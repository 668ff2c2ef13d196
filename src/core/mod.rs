//! Pure core of the guide controller.
//!
//! This module contains the side-effect free pieces:
//! - Guide actions, directions and axis identifiers
//! - Rate selection
//! - Directional limit checks
//! - Wraparound-safe tick arithmetic
//! - Guard predicates and the bounded transition history
//!
//! The only collaborator call made from here is the position refresh that
//! `LimitValidator::is_move_allowed` needs before it can answer.

mod action;
mod guard;
mod history;
mod limits;
mod mount;
mod rate;
mod tick;

pub use action::{Axis, Direction, GuideAction};
pub use guard::Guard;
pub use history::{GuideHistory, GuideTransition, TransitionCause, DEFAULT_HISTORY_CAPACITY};
pub use limits::{
    axis1_move_allowed, axis2_move_allowed, AxisRange, Coordinate, LimitValidator, MountLimits,
    MountType, PierSide,
};
pub use mount::{MeridianFlip, MountState};
pub use rate::{
    resolve_rate, slew_frequency, GuideRateSelect, StepTiming, CUSTOM_RATE, OFFSET_RATE_LIMIT,
};
pub use tick::{Tick, TickSource, MAX_TICK_DELTA};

....

- _Instructions for the task_
Would you please copy exactly the part of the entries above that begins at the line containing "the guide controller." and ends at the line containing "pub use guard::Guard;", both lines included?

- _Answer section_
//! Pure core of the guide controller.
//!
//! This module contains the side-effect free pieces:
//! - Guide actions, directions and axis identifiers
//! - Rate selection
//! - Directional limit checks
//! - Wraparound-safe tick arithmetic
//! - Guard predicates and the bounded transition history
//!
//! The only collaborator call made from here is the position refresh that
//! `LimitValidator::is_move_allowed` needs before it can answer.

mod action;
mod guard;
mod history;
mod limits;
mod mount;
mod rate;
mod tick;

pub use action::{Axis, Direction, GuideAction};
pub use guard::Guard;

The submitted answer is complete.